この辺が中島みゆきや浜田省吾とかのシンガーソングライターと違うところで、彼らは彼らの人生を物語として歌に乗せて歌っているような感じがする。だから彼らの歌は物語として伝わるし輪郭がはっきりしているんだろうか。
一方でZARDはそこがあやふやだ。でもそれがいいのだろうなとも思う。物語とかメッセージとかそういった諸々は置いてきて、耳触りの良い声で言葉を紡いでいく。心地よさを追い求めていく世界に近い。意味の世界は二の次、もちろんある程度は意味をつないでいるけれども。

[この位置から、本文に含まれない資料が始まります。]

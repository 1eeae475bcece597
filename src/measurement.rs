use crate::altitude;
use crate::units;
use core::fmt::{Debug, Formatter};

/// A compensated temperature and pressure pair.
#[derive(Copy, Clone, PartialEq)]
#[cfg_attr(feature = "defmt", derive(defmt::Format))]
#[cfg_attr(feature = "serde", derive(serde::Serialize, serde::Deserialize))]
pub struct Measurement {
    temperature_c: f64,
    pressure_pa: f64,
}

impl Measurement {
    pub fn new(temperature_c: f64, pressure_pa: f64) -> Self {
        Self { temperature_c, pressure_pa }
    }

    pub fn temperature_celsius(&self) -> f64 {
        self.temperature_c
    }

    pub fn temperature_fahrenheit(&self) -> f64 {
        units::celsius_to_fahrenheit(self.temperature_c)
    }

    pub fn pressure_pascal(&self) -> f64 {
        self.pressure_pa
    }

    pub fn pressure_hectopascal(&self) -> f64 {
        units::pascal_to_hectopascal(self.pressure_pa)
    }

    /// Altitude in meters relative to the given sea-level pressure. `NaN` for a
    /// non-positive pressure, see [`altitude::altitude`].
    pub fn altitude_meters(&self, sea_level_pa: f64) -> f64 {
        altitude::altitude(self.pressure_pa, sea_level_pa)
    }

    pub fn altitude_feet(&self, sea_level_pa: f64) -> f64 {
        units::meters_to_feet(self.altitude_meters(sea_level_pa))
    }
}

impl Debug for Measurement {
    fn fmt(&self, f: &mut Formatter<'_>) -> core::fmt::Result {
        f.debug_struct("Measurement")
            .field("temperature_c", &self.temperature_c)
            .field("pressure_pa", &self.pressure_pa)
            .finish()
    }
}

#[cfg(feature = "uom")]
impl Measurement {
    pub fn pressure_uom(&self) -> uom::si::f64::Pressure {
        uom::si::pressure::Pressure::new::<uom::si::pressure::pascal>(self.pressure_pa)
    }

    pub fn temperature_uom(&self) -> uom::si::f64::ThermodynamicTemperature {
        uom::si::thermodynamic_temperature::ThermodynamicTemperature::new::<uom::si::thermodynamic_temperature::degree_celsius>(self.temperature_c)
    }

    pub fn altitude_uom(&self, sea_level_pa: f64) -> uom::si::f64::Length {
        uom::si::length::Length::new::<uom::si::length::meter>(self.altitude_meters(sea_level_pa))
    }
}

坂井さんは日々の中で思いついたたくさんの言葉をメモに書き残していって、その中から言葉を紡いでいくことが多かったみたいだ。シンガーソングライターとは違って作曲はほとんどしていないから、人の作った曲にメロディーに言葉を乗せていく作業になるわけで、自分の人生を乗せるのは難しいのかもしれない。曲に合う言葉をメモから探していくという作業になったのだろう。
だから物語が少し曖昧になっているのかな。
こんな感じのことをずっと考えていて不思議だったんだけど、この前のZARD特番で大黒摩季さんがこんな興味深い証言をしていた。
大黒摩季さんが言っていたのは、坂井さん曰く
「メロディーが言葉をくれる」「メロディーを何回も聞いたら言葉が聞こえてくる、聞こえてくるのが何ヶ所か出てきたのをストーリーで紡いでいく。」
ということらしい。
これを聞いてモヤモヤが晴れて腑に落ちた気がした。
メロディーが言葉を教えてくれるってことは、その曲にぴったりと合う言葉を見つけられたということでもある。だからこそ心地よく歌声が通り抜けていく。

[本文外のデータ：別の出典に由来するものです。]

use crate::altitude::STANDARD_SEA_LEVEL_PA;
use crate::inverse::{Monotonicity, SearchConfig};

/// Settings for altitude derivation and inverse searches.
#[derive(Copy, Clone, Debug, PartialEq)]
#[cfg_attr(feature = "serde", derive(serde::Serialize, serde::Deserialize))]
pub struct Configuration {
    pub(crate) sea_level_pa: f64,
    pub(crate) temperature_search: SearchConfig,
    pub(crate) pressure_search: SearchConfig,
}

impl Default for Configuration {
    fn default() -> Self {
        Self {
            sea_level_pa: STANDARD_SEA_LEVEL_PA,
            temperature_search: SearchConfig::temperature(),
            pressure_search: SearchConfig::pressure(),
        }
    }
}

impl Configuration {
    /// Reference pressure used for altitude, in pascal. Defaults to 101 325 Pa.
    pub fn sea_level_pressure(mut self, sea_level_pa: f64) -> Self {
        self.sea_level_pa = sea_level_pa;

        self
    }

    pub fn temperature_search(mut self, search: SearchConfig) -> Self {
        self.temperature_search = search;

        self
    }

    /// Search used for pressure. Pressure is always searched at the linearized
    /// temperature of the sample it is paired with.
    pub fn pressure_search(mut self, search: SearchConfig) -> Self {
        self.pressure_search = search;

        self
    }

    pub fn sea_level_pa(&self) -> f64 {
        self.sea_level_pa
    }

    pub fn temperature_search_config(&self) -> &SearchConfig {
        &self.temperature_search
    }

    pub fn pressure_search_config(&self) -> &SearchConfig {
        &self.pressure_search
    }

    pub fn from_preset(p: Preset) -> Self {
        match p {
            Preset::Reference => Configuration::default(),
            Preset::Hardened => Configuration::default()
                .temperature_search(SearchConfig::temperature().monotonicity(Monotonicity::Detect))
                .pressure_search(SearchConfig::pressure().monotonicity(Monotonicity::Detect)),
        }
    }
}

#[derive(Copy, Clone, Debug, PartialEq, Eq)]
pub enum Preset {
    /// Bisection assumes the forward function increases with the raw value, exactly as
    /// the reference simulator does.
    Reference,
    /// Bisection first probes the interval bounds to find the direction of the forward
    /// function. Needed for devices whose pressure falls as the raw value rises.
    Hardened,
}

それに聞こえてきた言葉たちをストーリーに後付けでしていくのだから、物語はあやふやになりがちだろう。最初から物語を作って歌っていくより大変だろうなと思う。
そしてストーリーとして成立させてるのは言葉の紡ぎ方がとても上手かったからなんだろうな。きっとそれは言葉と日々向き合ってきたからで、それが言葉の選び方、捉え方にもあらわれてるんだ。
というわけで結論としては、ストーリーよりも言葉の響きやメロディーに乗せていくことを重視していたんだなあということでした。
その選び方や紡ぎ方が天才的だということも。